## DATA SECTION

◇ ◇ ◇ ◇ ◇ ◇ ◇

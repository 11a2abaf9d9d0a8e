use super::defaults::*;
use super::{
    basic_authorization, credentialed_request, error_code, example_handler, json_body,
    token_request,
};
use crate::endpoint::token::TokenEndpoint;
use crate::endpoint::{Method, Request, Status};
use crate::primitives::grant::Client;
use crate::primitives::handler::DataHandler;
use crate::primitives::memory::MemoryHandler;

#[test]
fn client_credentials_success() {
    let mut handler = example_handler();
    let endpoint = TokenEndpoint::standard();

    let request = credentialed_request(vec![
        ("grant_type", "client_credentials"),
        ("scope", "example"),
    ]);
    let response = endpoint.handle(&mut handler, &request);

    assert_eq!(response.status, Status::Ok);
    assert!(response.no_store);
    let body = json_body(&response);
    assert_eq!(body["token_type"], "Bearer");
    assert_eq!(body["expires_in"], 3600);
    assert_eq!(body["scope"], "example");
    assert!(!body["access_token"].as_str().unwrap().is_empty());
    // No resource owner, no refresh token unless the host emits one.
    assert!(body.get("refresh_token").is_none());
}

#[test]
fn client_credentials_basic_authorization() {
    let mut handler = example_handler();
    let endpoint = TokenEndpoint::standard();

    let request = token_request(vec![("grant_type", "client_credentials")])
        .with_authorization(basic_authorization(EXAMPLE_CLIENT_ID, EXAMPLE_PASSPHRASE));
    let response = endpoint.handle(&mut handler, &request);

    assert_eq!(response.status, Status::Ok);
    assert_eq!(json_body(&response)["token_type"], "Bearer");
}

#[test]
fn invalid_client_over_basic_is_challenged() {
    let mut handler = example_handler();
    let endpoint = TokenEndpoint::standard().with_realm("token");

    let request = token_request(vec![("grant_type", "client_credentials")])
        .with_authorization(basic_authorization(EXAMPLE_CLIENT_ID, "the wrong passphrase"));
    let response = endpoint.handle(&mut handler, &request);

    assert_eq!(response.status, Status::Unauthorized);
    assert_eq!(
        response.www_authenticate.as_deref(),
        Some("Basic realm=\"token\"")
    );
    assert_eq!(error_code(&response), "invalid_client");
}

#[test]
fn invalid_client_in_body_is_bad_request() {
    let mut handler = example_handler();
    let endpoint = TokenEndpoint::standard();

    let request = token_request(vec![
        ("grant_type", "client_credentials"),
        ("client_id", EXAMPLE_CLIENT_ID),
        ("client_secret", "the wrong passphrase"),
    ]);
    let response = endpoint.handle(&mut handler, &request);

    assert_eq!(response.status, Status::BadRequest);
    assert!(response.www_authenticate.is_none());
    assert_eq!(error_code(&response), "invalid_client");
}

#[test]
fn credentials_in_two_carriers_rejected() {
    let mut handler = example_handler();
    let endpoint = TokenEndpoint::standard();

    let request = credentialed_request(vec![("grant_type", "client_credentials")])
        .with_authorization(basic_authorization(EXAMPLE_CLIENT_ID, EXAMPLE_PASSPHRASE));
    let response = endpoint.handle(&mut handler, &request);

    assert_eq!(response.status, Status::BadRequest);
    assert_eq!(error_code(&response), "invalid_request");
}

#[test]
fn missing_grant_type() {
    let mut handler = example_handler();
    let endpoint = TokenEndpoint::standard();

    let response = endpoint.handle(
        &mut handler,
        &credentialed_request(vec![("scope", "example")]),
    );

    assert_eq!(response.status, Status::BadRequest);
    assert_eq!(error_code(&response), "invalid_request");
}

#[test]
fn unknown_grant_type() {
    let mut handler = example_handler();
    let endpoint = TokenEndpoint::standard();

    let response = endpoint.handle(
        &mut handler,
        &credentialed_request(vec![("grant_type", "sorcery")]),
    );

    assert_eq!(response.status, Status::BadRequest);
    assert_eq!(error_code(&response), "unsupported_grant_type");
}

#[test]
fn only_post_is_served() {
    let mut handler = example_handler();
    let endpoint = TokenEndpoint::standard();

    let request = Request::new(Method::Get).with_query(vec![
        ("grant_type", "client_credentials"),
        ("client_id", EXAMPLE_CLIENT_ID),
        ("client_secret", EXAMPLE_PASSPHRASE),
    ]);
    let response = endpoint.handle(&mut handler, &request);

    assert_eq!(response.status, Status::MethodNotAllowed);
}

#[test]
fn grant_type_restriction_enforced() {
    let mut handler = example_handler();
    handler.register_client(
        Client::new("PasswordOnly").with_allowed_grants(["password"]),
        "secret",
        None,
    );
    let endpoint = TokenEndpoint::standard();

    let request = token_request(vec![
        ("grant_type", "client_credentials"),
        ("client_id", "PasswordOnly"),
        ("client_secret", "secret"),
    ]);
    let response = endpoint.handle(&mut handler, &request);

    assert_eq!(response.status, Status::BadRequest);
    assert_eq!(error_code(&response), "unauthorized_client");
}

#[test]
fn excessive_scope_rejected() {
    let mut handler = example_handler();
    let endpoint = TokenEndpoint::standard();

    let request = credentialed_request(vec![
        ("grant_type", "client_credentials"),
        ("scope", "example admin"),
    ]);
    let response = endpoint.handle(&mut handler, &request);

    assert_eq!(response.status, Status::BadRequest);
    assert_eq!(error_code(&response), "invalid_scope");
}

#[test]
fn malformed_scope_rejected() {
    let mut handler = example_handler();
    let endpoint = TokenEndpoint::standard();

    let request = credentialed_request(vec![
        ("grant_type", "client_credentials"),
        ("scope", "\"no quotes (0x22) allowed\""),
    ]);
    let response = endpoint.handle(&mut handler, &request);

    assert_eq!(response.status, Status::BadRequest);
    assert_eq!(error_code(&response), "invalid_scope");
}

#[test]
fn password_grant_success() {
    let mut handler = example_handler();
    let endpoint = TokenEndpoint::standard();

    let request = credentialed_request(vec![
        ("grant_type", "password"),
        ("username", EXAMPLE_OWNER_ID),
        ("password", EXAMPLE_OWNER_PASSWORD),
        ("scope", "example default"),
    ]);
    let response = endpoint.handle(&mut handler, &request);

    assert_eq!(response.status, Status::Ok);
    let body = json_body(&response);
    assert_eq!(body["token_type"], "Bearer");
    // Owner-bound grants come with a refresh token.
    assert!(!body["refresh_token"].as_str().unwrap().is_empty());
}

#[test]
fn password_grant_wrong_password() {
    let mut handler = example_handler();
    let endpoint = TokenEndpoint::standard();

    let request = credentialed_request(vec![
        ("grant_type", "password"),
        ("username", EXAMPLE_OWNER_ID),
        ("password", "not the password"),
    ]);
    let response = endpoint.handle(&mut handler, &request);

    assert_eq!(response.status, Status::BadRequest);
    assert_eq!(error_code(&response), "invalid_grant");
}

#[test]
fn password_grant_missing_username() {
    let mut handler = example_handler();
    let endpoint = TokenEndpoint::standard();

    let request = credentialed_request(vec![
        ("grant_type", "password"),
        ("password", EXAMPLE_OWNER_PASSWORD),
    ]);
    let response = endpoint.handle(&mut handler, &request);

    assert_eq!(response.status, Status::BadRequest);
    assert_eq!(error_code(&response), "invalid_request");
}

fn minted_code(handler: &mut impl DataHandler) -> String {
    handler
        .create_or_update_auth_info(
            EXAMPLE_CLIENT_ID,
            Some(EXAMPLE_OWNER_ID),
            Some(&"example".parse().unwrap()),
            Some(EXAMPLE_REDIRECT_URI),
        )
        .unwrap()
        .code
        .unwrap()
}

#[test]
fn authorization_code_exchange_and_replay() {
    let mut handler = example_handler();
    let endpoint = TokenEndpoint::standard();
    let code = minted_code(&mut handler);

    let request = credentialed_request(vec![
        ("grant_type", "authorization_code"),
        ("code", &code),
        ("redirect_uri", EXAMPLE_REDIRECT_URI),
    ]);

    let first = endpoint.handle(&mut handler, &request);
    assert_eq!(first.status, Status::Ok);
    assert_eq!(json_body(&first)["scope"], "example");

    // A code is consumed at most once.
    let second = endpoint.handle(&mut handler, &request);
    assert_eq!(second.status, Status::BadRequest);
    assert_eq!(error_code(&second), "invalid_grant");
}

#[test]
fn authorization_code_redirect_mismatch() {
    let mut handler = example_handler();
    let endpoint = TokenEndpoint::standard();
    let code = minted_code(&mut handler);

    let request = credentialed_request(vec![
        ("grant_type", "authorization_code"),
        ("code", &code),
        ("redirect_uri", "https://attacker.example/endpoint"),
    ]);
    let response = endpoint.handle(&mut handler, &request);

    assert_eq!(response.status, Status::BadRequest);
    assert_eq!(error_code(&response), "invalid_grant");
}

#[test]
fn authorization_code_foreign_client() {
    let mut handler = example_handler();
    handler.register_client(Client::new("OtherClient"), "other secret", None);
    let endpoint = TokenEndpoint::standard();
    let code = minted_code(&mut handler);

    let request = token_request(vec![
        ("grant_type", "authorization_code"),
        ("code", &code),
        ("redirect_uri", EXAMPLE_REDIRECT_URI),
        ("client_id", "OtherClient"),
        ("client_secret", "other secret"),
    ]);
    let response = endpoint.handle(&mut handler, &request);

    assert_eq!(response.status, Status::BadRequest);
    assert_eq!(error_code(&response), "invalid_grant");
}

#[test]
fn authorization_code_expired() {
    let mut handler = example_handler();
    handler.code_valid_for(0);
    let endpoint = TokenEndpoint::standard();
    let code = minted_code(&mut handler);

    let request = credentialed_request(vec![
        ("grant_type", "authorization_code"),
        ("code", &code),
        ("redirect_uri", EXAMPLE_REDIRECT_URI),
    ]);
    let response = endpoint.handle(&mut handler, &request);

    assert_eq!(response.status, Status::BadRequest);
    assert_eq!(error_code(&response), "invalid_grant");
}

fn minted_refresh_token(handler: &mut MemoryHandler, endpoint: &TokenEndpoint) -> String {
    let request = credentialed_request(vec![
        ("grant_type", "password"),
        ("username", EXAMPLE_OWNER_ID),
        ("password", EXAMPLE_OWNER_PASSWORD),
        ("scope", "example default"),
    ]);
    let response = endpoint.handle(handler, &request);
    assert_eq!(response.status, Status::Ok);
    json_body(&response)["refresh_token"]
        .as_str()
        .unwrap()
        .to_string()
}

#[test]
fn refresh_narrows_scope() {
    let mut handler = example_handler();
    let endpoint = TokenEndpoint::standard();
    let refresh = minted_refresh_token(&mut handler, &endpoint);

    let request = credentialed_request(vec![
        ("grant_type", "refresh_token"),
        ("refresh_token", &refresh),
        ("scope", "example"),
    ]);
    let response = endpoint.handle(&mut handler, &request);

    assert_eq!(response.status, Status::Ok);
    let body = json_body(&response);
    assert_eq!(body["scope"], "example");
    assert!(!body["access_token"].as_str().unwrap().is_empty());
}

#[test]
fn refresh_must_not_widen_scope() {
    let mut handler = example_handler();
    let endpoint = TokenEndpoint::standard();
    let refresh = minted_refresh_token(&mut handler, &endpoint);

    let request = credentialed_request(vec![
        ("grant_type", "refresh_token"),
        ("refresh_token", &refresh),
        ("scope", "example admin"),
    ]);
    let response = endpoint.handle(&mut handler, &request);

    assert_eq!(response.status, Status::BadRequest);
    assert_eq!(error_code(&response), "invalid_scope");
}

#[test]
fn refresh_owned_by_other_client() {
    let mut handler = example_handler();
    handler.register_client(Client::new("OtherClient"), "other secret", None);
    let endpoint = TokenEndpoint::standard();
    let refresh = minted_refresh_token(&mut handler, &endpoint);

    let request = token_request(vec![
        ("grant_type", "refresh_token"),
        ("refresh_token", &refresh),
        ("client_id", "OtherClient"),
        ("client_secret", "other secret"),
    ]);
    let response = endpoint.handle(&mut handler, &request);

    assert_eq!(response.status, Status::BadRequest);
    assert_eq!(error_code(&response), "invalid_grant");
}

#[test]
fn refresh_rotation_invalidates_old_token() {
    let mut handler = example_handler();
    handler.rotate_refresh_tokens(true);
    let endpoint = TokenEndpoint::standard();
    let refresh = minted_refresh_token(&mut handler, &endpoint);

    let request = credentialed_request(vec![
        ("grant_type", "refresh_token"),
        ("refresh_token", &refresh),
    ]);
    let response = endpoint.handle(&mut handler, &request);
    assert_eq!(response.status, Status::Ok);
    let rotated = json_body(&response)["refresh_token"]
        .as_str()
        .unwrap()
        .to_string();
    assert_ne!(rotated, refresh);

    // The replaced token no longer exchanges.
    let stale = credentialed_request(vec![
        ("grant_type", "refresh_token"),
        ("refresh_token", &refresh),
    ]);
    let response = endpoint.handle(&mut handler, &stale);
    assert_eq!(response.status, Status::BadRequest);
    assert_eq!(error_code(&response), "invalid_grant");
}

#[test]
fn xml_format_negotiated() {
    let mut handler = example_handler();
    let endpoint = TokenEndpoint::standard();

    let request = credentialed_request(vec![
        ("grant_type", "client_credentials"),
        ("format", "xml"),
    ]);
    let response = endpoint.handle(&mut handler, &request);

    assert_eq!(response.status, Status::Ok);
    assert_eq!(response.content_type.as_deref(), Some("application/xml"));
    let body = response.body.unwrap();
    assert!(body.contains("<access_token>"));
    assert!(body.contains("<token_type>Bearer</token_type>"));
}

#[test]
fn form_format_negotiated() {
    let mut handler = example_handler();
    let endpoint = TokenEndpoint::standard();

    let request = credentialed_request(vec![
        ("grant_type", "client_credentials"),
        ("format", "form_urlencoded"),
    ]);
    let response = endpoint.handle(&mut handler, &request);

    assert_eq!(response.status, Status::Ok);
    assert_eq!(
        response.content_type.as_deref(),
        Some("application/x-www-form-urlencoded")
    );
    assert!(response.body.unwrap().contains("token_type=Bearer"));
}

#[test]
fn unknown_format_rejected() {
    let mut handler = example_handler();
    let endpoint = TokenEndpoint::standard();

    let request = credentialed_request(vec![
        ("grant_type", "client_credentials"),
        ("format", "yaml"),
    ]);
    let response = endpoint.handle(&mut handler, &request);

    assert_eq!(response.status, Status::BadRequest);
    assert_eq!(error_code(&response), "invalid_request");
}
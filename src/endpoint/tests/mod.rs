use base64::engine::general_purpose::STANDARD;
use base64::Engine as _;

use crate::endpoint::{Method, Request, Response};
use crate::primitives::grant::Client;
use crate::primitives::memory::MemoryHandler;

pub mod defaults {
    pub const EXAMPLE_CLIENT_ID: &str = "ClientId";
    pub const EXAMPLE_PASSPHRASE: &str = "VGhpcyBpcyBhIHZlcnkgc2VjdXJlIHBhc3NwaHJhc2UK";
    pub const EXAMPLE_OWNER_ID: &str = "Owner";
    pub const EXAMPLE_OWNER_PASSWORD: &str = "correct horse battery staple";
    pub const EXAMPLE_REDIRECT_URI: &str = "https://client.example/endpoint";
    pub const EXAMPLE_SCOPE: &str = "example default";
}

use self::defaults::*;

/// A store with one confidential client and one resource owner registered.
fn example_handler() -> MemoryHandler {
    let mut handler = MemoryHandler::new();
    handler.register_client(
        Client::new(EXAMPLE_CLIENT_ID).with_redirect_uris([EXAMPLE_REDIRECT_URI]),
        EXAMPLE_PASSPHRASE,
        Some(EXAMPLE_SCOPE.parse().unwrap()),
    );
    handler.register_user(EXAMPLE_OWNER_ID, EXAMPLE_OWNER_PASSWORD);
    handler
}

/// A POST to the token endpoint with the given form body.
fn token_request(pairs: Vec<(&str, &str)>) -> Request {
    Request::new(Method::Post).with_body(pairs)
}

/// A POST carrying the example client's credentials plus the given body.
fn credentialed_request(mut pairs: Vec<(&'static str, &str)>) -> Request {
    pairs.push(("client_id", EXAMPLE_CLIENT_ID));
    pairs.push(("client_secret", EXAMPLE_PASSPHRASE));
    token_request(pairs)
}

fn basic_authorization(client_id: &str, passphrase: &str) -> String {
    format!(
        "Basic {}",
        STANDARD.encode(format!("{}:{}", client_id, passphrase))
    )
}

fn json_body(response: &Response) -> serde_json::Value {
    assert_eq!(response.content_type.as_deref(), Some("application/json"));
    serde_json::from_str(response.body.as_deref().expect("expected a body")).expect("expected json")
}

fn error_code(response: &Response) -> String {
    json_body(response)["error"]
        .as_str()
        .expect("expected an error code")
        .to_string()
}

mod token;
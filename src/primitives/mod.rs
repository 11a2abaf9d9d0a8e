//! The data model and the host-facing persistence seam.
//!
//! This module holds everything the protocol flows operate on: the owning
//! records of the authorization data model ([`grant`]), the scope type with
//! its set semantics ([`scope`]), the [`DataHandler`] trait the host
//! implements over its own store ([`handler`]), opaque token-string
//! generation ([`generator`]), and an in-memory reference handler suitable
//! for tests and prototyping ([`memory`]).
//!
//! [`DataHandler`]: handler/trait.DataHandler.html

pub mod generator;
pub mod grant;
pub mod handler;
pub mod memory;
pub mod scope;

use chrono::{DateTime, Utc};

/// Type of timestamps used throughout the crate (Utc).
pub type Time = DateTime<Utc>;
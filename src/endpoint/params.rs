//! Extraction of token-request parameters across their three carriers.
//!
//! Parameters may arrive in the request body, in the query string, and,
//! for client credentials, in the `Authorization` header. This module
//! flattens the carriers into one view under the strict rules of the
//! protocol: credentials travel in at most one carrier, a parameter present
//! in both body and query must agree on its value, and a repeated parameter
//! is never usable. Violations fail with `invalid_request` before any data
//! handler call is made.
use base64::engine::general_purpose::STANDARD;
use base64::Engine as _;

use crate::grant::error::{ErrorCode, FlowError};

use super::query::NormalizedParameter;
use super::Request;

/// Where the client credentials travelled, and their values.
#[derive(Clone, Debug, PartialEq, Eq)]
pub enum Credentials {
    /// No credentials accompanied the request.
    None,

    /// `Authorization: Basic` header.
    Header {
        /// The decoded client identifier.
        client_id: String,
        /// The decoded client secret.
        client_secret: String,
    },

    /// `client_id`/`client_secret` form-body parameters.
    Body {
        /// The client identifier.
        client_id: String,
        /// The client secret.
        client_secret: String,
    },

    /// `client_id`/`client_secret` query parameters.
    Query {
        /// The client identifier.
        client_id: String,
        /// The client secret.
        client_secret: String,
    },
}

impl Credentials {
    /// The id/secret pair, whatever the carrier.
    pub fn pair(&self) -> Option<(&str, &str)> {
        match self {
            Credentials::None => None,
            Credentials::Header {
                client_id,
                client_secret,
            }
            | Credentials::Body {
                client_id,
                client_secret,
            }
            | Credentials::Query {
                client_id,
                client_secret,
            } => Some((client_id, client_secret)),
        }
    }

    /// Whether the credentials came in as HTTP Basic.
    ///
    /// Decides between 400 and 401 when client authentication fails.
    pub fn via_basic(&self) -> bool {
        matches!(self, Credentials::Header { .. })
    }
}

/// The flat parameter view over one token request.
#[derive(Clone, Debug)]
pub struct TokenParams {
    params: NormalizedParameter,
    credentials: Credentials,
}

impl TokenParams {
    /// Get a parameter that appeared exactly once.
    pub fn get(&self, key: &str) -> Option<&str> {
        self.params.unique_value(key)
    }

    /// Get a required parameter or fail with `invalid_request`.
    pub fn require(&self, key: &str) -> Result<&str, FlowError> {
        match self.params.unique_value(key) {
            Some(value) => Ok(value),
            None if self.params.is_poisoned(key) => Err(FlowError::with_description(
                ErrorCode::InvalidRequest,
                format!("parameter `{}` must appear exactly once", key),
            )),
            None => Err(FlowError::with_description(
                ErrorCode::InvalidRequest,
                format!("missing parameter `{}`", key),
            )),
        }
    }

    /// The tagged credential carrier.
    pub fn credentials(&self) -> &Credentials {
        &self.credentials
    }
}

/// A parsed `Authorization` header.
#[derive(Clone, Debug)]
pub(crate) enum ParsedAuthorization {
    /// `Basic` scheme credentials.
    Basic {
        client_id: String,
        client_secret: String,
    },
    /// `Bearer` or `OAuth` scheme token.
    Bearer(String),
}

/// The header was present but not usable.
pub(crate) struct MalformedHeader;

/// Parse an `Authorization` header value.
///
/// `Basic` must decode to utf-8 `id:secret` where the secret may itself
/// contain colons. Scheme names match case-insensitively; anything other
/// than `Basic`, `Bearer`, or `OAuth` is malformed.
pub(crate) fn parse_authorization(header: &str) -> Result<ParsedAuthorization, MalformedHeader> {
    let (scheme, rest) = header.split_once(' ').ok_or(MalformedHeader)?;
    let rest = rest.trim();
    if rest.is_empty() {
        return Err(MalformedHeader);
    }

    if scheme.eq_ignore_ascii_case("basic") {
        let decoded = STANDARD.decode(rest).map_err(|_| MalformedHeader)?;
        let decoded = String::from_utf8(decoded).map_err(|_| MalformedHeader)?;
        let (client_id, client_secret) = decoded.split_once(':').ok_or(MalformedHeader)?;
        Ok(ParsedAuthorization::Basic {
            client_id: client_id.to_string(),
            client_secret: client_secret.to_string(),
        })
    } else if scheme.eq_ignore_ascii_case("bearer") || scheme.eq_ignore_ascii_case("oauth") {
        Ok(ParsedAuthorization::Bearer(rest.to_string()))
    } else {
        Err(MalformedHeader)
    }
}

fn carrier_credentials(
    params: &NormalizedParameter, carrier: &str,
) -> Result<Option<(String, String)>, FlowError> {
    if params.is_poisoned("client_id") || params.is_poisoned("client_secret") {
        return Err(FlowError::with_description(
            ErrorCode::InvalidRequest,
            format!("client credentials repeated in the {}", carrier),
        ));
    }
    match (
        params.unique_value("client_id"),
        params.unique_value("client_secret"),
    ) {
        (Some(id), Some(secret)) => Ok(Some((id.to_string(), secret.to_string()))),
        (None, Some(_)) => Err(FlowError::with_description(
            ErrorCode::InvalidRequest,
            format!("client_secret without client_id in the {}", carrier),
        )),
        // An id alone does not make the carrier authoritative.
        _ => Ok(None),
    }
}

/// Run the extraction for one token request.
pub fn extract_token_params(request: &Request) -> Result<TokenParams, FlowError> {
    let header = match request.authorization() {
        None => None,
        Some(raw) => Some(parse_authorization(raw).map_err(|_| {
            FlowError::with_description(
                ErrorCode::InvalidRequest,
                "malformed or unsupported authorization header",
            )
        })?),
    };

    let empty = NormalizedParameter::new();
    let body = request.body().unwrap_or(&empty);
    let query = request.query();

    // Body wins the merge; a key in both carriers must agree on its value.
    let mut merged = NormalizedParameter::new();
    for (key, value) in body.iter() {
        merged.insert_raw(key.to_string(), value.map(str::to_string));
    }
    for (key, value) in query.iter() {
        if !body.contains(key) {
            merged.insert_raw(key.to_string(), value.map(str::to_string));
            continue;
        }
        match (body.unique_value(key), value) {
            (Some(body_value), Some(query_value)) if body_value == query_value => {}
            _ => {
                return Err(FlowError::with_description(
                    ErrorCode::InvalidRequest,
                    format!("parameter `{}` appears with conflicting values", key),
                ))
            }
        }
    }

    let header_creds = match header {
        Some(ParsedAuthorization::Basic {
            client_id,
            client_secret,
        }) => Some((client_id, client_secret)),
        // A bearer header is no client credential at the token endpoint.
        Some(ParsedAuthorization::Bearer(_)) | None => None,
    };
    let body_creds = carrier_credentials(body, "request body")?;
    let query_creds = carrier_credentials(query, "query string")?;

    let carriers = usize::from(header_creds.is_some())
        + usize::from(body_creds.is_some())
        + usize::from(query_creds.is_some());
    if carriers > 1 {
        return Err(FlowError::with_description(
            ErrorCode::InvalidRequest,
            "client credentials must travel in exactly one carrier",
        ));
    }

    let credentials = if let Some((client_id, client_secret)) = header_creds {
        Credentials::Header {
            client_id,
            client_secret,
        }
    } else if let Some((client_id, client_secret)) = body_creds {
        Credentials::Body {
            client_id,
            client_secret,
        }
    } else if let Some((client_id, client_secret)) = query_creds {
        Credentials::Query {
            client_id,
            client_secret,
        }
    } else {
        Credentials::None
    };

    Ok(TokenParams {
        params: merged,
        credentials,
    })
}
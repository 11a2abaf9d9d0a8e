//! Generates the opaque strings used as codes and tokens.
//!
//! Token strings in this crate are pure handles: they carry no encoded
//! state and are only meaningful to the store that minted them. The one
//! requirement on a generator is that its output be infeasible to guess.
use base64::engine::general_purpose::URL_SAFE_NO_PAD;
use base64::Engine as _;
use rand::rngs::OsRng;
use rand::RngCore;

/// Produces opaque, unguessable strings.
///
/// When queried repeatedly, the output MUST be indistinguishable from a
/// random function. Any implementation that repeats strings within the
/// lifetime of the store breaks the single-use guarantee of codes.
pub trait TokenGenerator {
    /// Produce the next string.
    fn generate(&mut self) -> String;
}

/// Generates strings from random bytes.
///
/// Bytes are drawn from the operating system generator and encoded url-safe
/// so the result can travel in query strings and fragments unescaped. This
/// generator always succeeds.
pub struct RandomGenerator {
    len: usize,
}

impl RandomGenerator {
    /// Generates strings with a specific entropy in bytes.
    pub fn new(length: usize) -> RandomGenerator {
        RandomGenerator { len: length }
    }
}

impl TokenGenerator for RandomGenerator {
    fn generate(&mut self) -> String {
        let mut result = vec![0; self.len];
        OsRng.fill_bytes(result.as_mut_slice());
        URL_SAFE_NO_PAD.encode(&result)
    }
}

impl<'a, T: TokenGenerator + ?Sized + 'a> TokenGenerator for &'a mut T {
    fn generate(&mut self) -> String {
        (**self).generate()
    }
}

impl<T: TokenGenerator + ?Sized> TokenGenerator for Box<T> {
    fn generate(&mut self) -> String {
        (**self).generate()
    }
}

◇ ◇ ◇ ◇ ◇ ◇ ◇

## DESCRIPTION OF THE TASK
Report the number of lines in the material above that contain "given". Nothing else is wanted.

## RESPONSE TO THIS EXERCISE
2